Last week I did not get to start this, however, not everyone had a chance to look at the PR either. We did have one call about the RFC, summarized here: https://github.com/neondatabase/neon/pull/6888#issuecomment-1981093123

This week:

hopefully start it after the RFC is merged

koivunej commented 7 months ago

This week:

hopefully we can close the pending RFC discussion:
- differences in approach with control plane team (waiting for their suggestion)
- decide on WAL DR being made possible or not
  - recording the lineage to index_part.json would be an ever growing list
merge the PR
start the work

koivunej commented 6 months ago

Starting implementation this week even if RFC discussion still is waiting for alternate proposals.

koivunej commented 6 months ago

Per discussion:

we avoid implementing the "truncation" of in-memory layers by flushing ancestor to disk
we can avoid implementing the head-object for an optimization completely by "periodically" uploading a new index_part.json, which will limit the amount of possible copied but not yet visible to say magical number 20 layers

koivunej commented 6 months ago

Update for the week:

implementation is making good progress
currently unimplemented:
- ancestor blocking (we don't want multiple detach_ancestor at the same time)
- persistent timeline "is detaching" recording (gc inhibition)

After discussing with John:

instead of online timeline detach, we should:
- avoid new locks on the read path
- require that branch has had a compute started and produced some WAL so that we have a previous record lsn
- assume maintenance mode
- shutdown and restart the whole tenant

So, reworking the implementation.

koivunej commented 6 months ago

Reworking the implementation has been slow, but some:

The maintenance mode requirement can be relaxed to maintenance mode, which is only required for page_service connections because we can "rewrite" the ancestor+ancestor_lsn in RemoteTimelineClient.
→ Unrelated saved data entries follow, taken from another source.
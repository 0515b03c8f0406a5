//! Builtins that talk to the host: console output, geometry, entities,
//! commands and system variables.

use crate::Error;
use crate::ast::Value;
use crate::evaluator::Arity::{self, AtLeast, Any, Exact, Range};
use crate::host::{Entity, EntityId, Host, HostError, LogStyle, SysVarValue};
use crate::interpreter::Interpreter;
use crate::marshal::{apply_assoc_list, assoc_entity_id, assoc_list_to_new_entity, entity_to_assoc_list};

use super::{BuiltinOp, expect_entity, expect_number, expect_point, expect_string, host};

//
// Output
//

fn output(interp: &mut Interpreter, text: &str, style: LogStyle) {
    interp.host.log(text, style);
}

/// `(princ)` prints nothing, so a script can end quietly
fn builtin_princ(interp: &mut Interpreter, args: Vec<Value>) -> Result<Value, Error> {
    let Some(value) = args.into_iter().next() else {
        return Ok(Value::Nil);
    };
    output(interp, &value.to_display_string(), LogStyle::Output);
    Ok(value)
}

fn builtin_prin1(interp: &mut Interpreter, args: Vec<Value>) -> Result<Value, Error> {
    let Some(value) = args.into_iter().next() else {
        return Ok(Value::Nil);
    };
    output(interp, &value.to_string(), LogStyle::Output);
    Ok(value)
}

fn builtin_print(interp: &mut Interpreter, args: Vec<Value>) -> Result<Value, Error> {
    let Some(value) = args.into_iter().next() else {
        return Ok(Value::Nil);
    };
    output(interp, &format!("\n{value} "), LogStyle::Output);
    Ok(value)
}

fn builtin_prompt(interp: &mut Interpreter, args: Vec<Value>) -> Result<Value, Error> {
    let text = expect_string(&args[0])?.to_owned();
    output(interp, &text, LogStyle::Prompt);
    Ok(Value::Nil)
}

fn builtin_terpri(interp: &mut Interpreter, _args: Vec<Value>) -> Result<Value, Error> {
    output(interp, "\n", LogStyle::Output);
    Ok(Value::Nil)
}

fn builtin_alert(interp: &mut Interpreter, args: Vec<Value>) -> Result<Value, Error> {
    let text = args[0].to_display_string();
    output(interp, &text, LogStyle::Alert);
    Ok(Value::Nil)
}

//
// Geometry
//

fn builtin_distance(interp: &mut Interpreter, args: Vec<Value>) -> Result<Value, Error> {
    let (a, b) = (expect_point(&args[0])?, expect_point(&args[1])?);
    Ok(Value::Number(interp.host.distance(a, b)))
}

fn builtin_angle(interp: &mut Interpreter, args: Vec<Value>) -> Result<Value, Error> {
    let (a, b) = (expect_point(&args[0])?, expect_point(&args[1])?);
    Ok(Value::Number(interp.host.angle(a, b)))
}

fn builtin_polar(interp: &mut Interpreter, args: Vec<Value>) -> Result<Value, Error> {
    let origin = expect_point(&args[0])?;
    let angle = expect_number(&args[1])?;
    let distance = expect_number(&args[2])?;
    Ok(Value::point(interp.host.polar(origin, angle, distance)))
}

/// `(inters a1 a2 b1 b2 [on-segment])`; a nil fifth argument extends the lines
fn builtin_inters(interp: &mut Interpreter, args: Vec<Value>) -> Result<Value, Error> {
    let a1 = expect_point(&args[0])?;
    let a2 = expect_point(&args[1])?;
    let b1 = expect_point(&args[2])?;
    let b2 = expect_point(&args[3])?;
    let on_segment = args.get(4).is_none_or(Value::is_truthy);
    Ok(interp
        .host
        .intersect(a1, a2, b1, b2, on_segment)
        .map_or(Value::Nil, Value::point))
}

//
// Entities
//

/// Checkpoint, change with undo recording off, then redraw
fn mutate<T>(
    interp: &mut Interpreter,
    label: &str,
    change: impl FnOnce(&mut dyn Host) -> Result<T, Error>,
) -> Result<T, Error> {
    let host = interp.host.as_mut();
    host.save_undo_checkpoint(label);
    let result = change(host)?;
    host.request_redraw();
    Ok(result)
}

/// Entities a builtin mutates must exist
fn existing(interp: &Interpreter, id: EntityId, builtin: &str) -> Result<Entity, Error> {
    interp
        .host
        .get(id)
        .ok_or_else(|| HostError::new(format!("{builtin}: entity {} does not exist", id.0)).into())
}

fn current_layer(interp: &Interpreter) -> String {
    match interp.host.get_var("CLAYER") {
        Some(SysVarValue::Text(layer)) if !layer.is_empty() => layer,
        _ => "0".to_owned(),
    }
}

fn builtin_entget(interp: &mut Interpreter, args: Vec<Value>) -> Result<Value, Error> {
    let id = expect_entity(&args[0])?;
    Ok(interp
        .host
        .get(id)
        .map_or(Value::Nil, |entity| entity_to_assoc_list(&entity)))
}

fn builtin_entmod(interp: &mut Interpreter, args: Vec<Value>) -> Result<Value, Error> {
    let list = &args[0];
    let id = assoc_entity_id(list).ok_or_else(|| {
        Error::TypeError(format!("entmod: list has no entity name (group -1): {list}"))
    })?;
    let entity = existing(interp, id, "entmod")?;

    let mut data = entity.data();
    apply_assoc_list(list, &mut data)?;
    mutate(interp, "entmod", |host| Ok(host.update(id, data, true)?))?;
    Ok(list.clone())
}

fn builtin_entmake(interp: &mut Interpreter, args: Vec<Value>) -> Result<Value, Error> {
    let list = &args[0];
    let data = assoc_list_to_new_entity(list, &current_layer(interp))?;
    let id = mutate(interp, "entmake", |host| Ok(host.add(data, true)))?;
    log::debug!("entmake created entity {}", id.0);
    Ok(list.clone())
}

fn builtin_entdel(interp: &mut Interpreter, args: Vec<Value>) -> Result<Value, Error> {
    let id = expect_entity(&args[0])?;
    existing(interp, id, "entdel")?;
    mutate(interp, "entdel", |host| Ok(host.remove(id, true)?))?;
    Ok(Value::Entity(id))
}

/// `(entnext)` is the first entity, `(entnext e)` the one created after `e`
fn builtin_entnext(interp: &mut Interpreter, args: Vec<Value>) -> Result<Value, Error> {
    let ids = interp.host.ids();
    let next = match args.first() {
        None => ids.first().copied(),
        Some(after) => {
            let after = expect_entity(after)?;
            ids.iter()
                .position(|id| *id == after)
                .and_then(|i| ids.get(i + 1))
                .copied()
        }
    };
    Ok(Value::from(next))
}

fn builtin_entlast(interp: &mut Interpreter, _args: Vec<Value>) -> Result<Value, Error> {
    Ok(Value::from(interp.host.ids().last().copied()))
}

fn builtin_entupd(interp: &mut Interpreter, args: Vec<Value>) -> Result<Value, Error> {
    let id = expect_entity(&args[0])?;
    existing(interp, id, "entupd")?;
    interp.host.request_redraw();
    Ok(Value::Entity(id))
}

/// `(ssget "X" [filter])` selects from the whole drawing without suspending.
/// The filter is an association list matched on type (0) and layer (8).
pub(super) fn select_all(interp: &Interpreter, filter: Option<&Value>) -> Result<Value, Error> {
    let mut wanted = Vec::new();
    if let Some(filter) = filter {
        for entry in super::list_items(filter)? {
            if let Some([Value::Number(code), Value::String(text)]) = entry.as_list() {
                wanted.push((*code as i32, text.to_uppercase()));
            }
        }
    }

    let ids: Vec<EntityId> = interp
        .host
        .ids()
        .into_iter()
        .filter(|id| {
            let Some(entity) = interp.host.get(*id) else {
                return false;
            };
            wanted.iter().all(|(code, text)| match *code {
                0 => entity.shape.type_name() == text.as_str(),
                8 => entity.layer.to_uppercase() == *text,
                _ => true,
            })
        })
        .collect();

    Ok(if ids.is_empty() {
        Value::Nil
    } else {
        Value::SelectionSet(ids)
    })
}

//
// Commands
//

/// Command names may carry the `_` (untranslated) and `.` (undefined-safe) prefixes
fn command_name(value: &Value) -> Result<String, Error> {
    let name = expect_string(value)?;
    Ok(name.trim_start_matches(['_', '.']).to_uppercase())
}

/// Text sent to a command for a non-point argument
fn command_text(value: &Value) -> String {
    match value {
        Value::Nil => String::new(),
        other => other.to_display_string(),
    }
}

/// Drive the host command state machine one step at a time, as one undo step
fn builtin_command(interp: &mut Interpreter, args: Vec<Value>) -> Result<Value, Error> {
    let Some((name, rest)) = args.split_first() else {
        interp.host.cancel_command();
        return Ok(Value::Nil);
    };

    let name = command_name(name)?;
    let pacing = interp.config.command_pacing;
    log::debug!("command {name} with {} argument(s)", rest.len());

    mutate(interp, &name, |host| {
        host.start_command(&name)?;
        host.settle(pacing);
        for arg in rest {
            match arg.as_point() {
                Some(point) => host.handle_click(point),
                None => host.handle_input(&command_text(arg)),
            }
            host.settle(pacing);
        }
        Ok(())
    })?;
    Ok(Value::Nil)
}

/// Run a command in one shot, all arguments passed as text
fn builtin_command_s(interp: &mut Interpreter, args: Vec<Value>) -> Result<Value, Error> {
    let name = command_name(&args[0])?;
    let command_args: Vec<String> = args[1..]
        .iter()
        .map(|arg| match arg.as_point() {
            Some(p) => format!("{},{}", Value::Number(p.x), Value::Number(p.y)),
            None => command_text(arg),
        })
        .collect();

    mutate(interp, &name, |host| Ok(host.execute(&name, &command_args)?))?;
    Ok(Value::True)
}

//
// System variables
//

fn builtin_getvar(interp: &mut Interpreter, args: Vec<Value>) -> Result<Value, Error> {
    let name = expect_string(&args[0])?.to_uppercase();
    Ok(match interp.host.get_var(&name) {
        Some(SysVarValue::Number(n)) => Value::Number(n),
        Some(SysVarValue::Text(s)) => Value::String(s),
        None => Value::Nil,
    })
}

fn builtin_setvar(interp: &mut Interpreter, args: Vec<Value>) -> Result<Value, Error> {
    let name = expect_string(&args[0])?.to_uppercase();
    let value = match &args[1] {
        Value::Number(n) => SysVarValue::Number(*n),
        Value::String(s) => SysVarValue::Text(s.clone()),
        other => {
            return Err(Error::TypeError(format!(
                "setvar: expected number or string, got {other}"
            )));
        }
    };
    interp.host.set_var(&name, value)?;
    Ok(args[1].clone())
}

pub(super) fn ops() -> Vec<BuiltinOp> {
    let table: [(&'static str, Arity, super::HostFn); 21] = [
        ("PRINC", Range(0, 1), builtin_princ),
        ("PRIN1", Range(0, 1), builtin_prin1),
        ("PRINT", Range(0, 1), builtin_print),
        ("PROMPT", Exact(1), builtin_prompt),
        ("TERPRI", Exact(0), builtin_terpri),
        ("ALERT", Exact(1), builtin_alert),
        ("DISTANCE", Exact(2), builtin_distance),
        ("ANGLE", Exact(2), builtin_angle),
        ("POLAR", Exact(3), builtin_polar),
        ("INTERS", Range(4, 5), builtin_inters),
        ("ENTGET", Exact(1), builtin_entget),
        ("ENTMOD", Exact(1), builtin_entmod),
        ("ENTMAKE", Exact(1), builtin_entmake),
        ("ENTDEL", Exact(1), builtin_entdel),
        ("ENTNEXT", Range(0, 1), builtin_entnext),
        ("ENTLAST", Exact(0), builtin_entlast),
        ("ENTUPD", Exact(1), builtin_entupd),
        ("COMMAND", Any, builtin_command),
        ("COMMAND-S", AtLeast(1), builtin_command_s),
        ("GETVAR", Exact(1), builtin_getvar),
        ("SETVAR", Exact(2), builtin_setvar),
    ];
    table
        .into_iter()
        .map(|(name, arity, op)| host(name, arity, op))
        .collect()
}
If we accept that the API endpoint leaves the in-memory state of Timelines as out-of-sync, then it is possible for the control plane to just reset the tenant after the operation.
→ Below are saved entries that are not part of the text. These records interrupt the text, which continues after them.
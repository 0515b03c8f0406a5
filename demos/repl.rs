use cadlisp::builtinops::builtin_names;
use cadlisp::host::{LogStyle, MemoryHost};
use cadlisp::marshal::entity_to_assoc_list;
use cadlisp::{InputRequest, Interpreter, InterpreterConfig, Step};
use clap::Parser;
use rustyline::DefaultEditor;
use rustyline::error::ReadlineError;
use serde_json::{Value as JsonValue, json};
use std::panic;
use std::path::PathBuf;
use std::process;
use std::time::Duration;

/// Interactive console for CAD macro scripts, backed by an in-memory drawing
#[derive(Parser, Debug)]
#[command(name = "cadlisp", version)]
struct Args {
    /// Script file to run first
    #[arg(value_name = "FILE")]
    file: Option<PathBuf>,

    /// Run a snippet then exit
    #[arg(short = 'c', long = "cmd", value_name = "CMD")]
    cmd: Option<String>,

    /// Drop into the REPL after running a script
    #[arg(short, long)]
    interactive: bool,

    /// Pause between `command` sub-steps, in milliseconds
    #[arg(long, default_value_t = 0)]
    pacing: u64,

    /// Echo the value of every batch
    #[arg(long)]
    echo: bool,
}

fn main() {
    env_logger::init();
    let args = Args::parse();

    let result = panic::catch_unwind(|| run(args));

    if let Err(panic_info) = result {
        eprintln!("The REPL encountered an unexpected error and must exit.");

        if let Some(msg) = panic_info.downcast_ref::<&str>() {
            eprintln!("Error: {msg}");
        } else if let Some(msg) = panic_info.downcast_ref::<String>() {
            eprintln!("Error: {msg}");
        } else {
            eprintln!("Error: Unknown panic occurred");
        }

        process::exit(1);
    }
}

fn run(args: Args) {
    let mut rl = DefaultEditor::new().expect("Could not initialize REPL");
    let host = MemoryHost::new();
    let config = InterpreterConfig {
        command_pacing: Duration::from_millis(args.pacing),
        echo_result: args.echo,
        ..InterpreterConfig::default()
    };
    let mut interp = Interpreter::with_config(host.clone(), config);
    let mut console = Console { host, printed: 0 };

    let script = match (&args.cmd, &args.file) {
        (Some(cmd), _) => Some(cmd.clone()),
        (None, Some(path)) => match std::fs::read_to_string(path) {
            Ok(text) => Some(text),
            Err(err) => {
                eprintln!("Cannot read {}: {err}", path.display());
                process::exit(2);
            }
        },
        (None, None) => None,
    };

    if let Some(script) = script {
        let value = run_batch(&mut interp, &mut console, &mut rl, &script);
        if !args.interactive {
            if !args.echo {
                println!("{value}");
            }
            return;
        }
    }

    repl(&mut interp, &mut console, &mut rl);
}

fn repl(interp: &mut Interpreter, console: &mut Console, rl: &mut DefaultEditor) {
    println!("CAD macro console");
    println!("Enter expressions like: (entmake (list (list 0 \"CIRCLE\") (list 40 5)))");
    println!("Type :help for more commands, or Ctrl+C to exit.");
    println!();

    loop {
        match rl.readline("lisp> ") {
            Ok(line) => {
                let line = line.trim();
                if line.is_empty() {
                    continue;
                }

                let _ = rl.add_history_entry(line);

                match line {
                    ":help" => {
                        print_help();
                        continue;
                    }
                    ":env" => {
                        print_environment(interp);
                        continue;
                    }
                    ":entities" => {
                        print_entities(&console.host);
                        continue;
                    }
                    ":builtins" => {
                        print_builtins();
                        continue;
                    }
                    ":quit" | ":exit" => {
                        println!("Goodbye!");
                        break;
                    }
                    _ => {}
                }

                let value = run_batch(interp, console, rl, line);
                if !interp.config().echo_result {
                    println!("{value}");
                }
            }

            Err(ReadlineError::Eof) | Err(ReadlineError::Interrupted) => {
                println!("Goodbye!");
                break;
            }
            Err(err) => {
                println!("Error: {err:?}");
                break;
            }
        }
    }
}

/// Mirrors new host log lines to the terminal
struct Console {
    host: MemoryHost,
    printed: usize,
}

impl Console {
    fn flush(&mut self) {
        let drawing = self.host.drawing();
        let fresh = &drawing.log[self.printed..];
        for (text, style) in fresh {
            match style {
                LogStyle::Output | LogStyle::Prompt => print!("{text}"),
                LogStyle::Result => println!("=> {text}"),
                LogStyle::Error => println!("{text}"),
                LogStyle::Alert => println!("[alert] {text}"),
            }
        }
        if fresh.last().is_some_and(|(_, style)| *style == LogStyle::Output) {
            println!();
        }
        self.printed = drawing.log.len();
    }
}

/// Run a batch to completion, asking the terminal for every input request
fn run_batch(
    interp: &mut Interpreter,
    console: &mut Console,
    rl: &mut DefaultEditor,
    source: &str,
) -> cadlisp::Value {
    let mut execution = interp.execute(source);
    let mut step = execution.step();
    loop {
        console.flush();
        match step {
            Step::Finished(value) => return value,
            Step::AwaitingInput(request) => {
                step = match ask(rl, &request) {
                    Some(raw) => execution.resolve_input(raw),
                    None => execution.cancel_input(),
                };
            }
            Step::Stalled => {
                println!("Script stalled without an input request");
                return cadlisp::Value::Nil;
            }
        }
    }
}

/// Read one answer; an empty line or Ctrl+C cancels the request
fn ask(rl: &mut DefaultEditor, request: &InputRequest) -> Option<JsonValue> {
    let hint = match request.base_point {
        Some(base) => format!("  [{} from {},{}] ", request.kind, base.x, base.y),
        None => format!("  [{}] ", request.kind),
    };
    match rl.readline(&hint) {
        Ok(line) if !line.trim().is_empty() => Some(parse_answer(&line)),
        _ => None,
    }
}

/// JSON as typed, `x,y[,z]` as a point, anything else as text
fn parse_answer(line: &str) -> JsonValue {
    let line = line.trim();
    if let Ok(raw) = serde_json::from_str::<JsonValue>(line) {
        return raw;
    }
    let numbers: Option<Vec<f64>> = line
        .split(',')
        .map(|part| part.trim().parse().ok())
        .collect();
    match numbers {
        Some(coords) if coords.len() > 1 => json!(coords),
        _ => JsonValue::String(line.to_owned()),
    }
}

fn print_help() {
    println!("CAD macro console commands:");
    println!("  :help      - Show this help message");
    println!("  :env       - Show global variables");
    println!("  :entities  - Show the drawing as association lists");
    println!("  :builtins  - List builtin functions");
    println!("  :quit      - Exit the interpreter");
    println!("  :exit      - Exit the interpreter");
    println!("  Ctrl+C     - Exit the interpreter");
    println!();
    println!("Answering input requests:");
    println!("  points:    5,7  or  [5,7]  or  {{\"x\":5,\"y\":7}}");
    println!("  numbers:   2.5");
    println!("  entsel:    {{\"entity\":1,\"point\":[0,0]}}");
    println!("  ssget:     [1,2,3]");
    println!("  empty line cancels the request (the script receives nil)");
    println!();
    println!("Examples:");
    println!("  (defun sq (x) (* x x))");
    println!("  (setq c (getpoint \"Center: \"))");
    println!("  (entmake (list (list 0 \"CIRCLE\") (list 10 (car c)) (list 20 (cadr c)) (list 40 (sq 2))))");
    println!();
}

fn print_environment(interp: &Interpreter) {
    let bindings = interp.globals().get_all_bindings();

    if bindings.is_empty() {
        println!("No global variables.");
        return;
    }

    println!("Global variables ({} total):", bindings.len());
    for (name, value) in bindings {
        println!("  {name} = {value}");
    }
}

fn print_entities(host: &MemoryHost) {
    let drawing = host.drawing();
    if drawing.entities.is_empty() {
        println!("The drawing is empty.");
        return;
    }
    for entity in &drawing.entities {
        println!("{}", entity_to_assoc_list(entity));
    }
}

fn print_builtins() {
    let mut col = 0;
    for name in builtin_names() {
        print!("  {name:<20}");
        col += 1;
        if col % 4 == 0 {
            println!();
        }
    }
    if col % 4 != 0 {
        println!();
    }
}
Another detached ancestor case was discovered: If the "new main" gc_cutoff has progressed beyond the ancestor_lsn, then there is no real connection between the two timelines. This also means we must not reparent any timelines but only do the metadata change. So far, I've been thinking of this case as "diverged".

The uncertainty the "diverged" case brings to which the selection of timelines that were reparented means that control plane will need to query the ancestry relationships always after invoking the operation.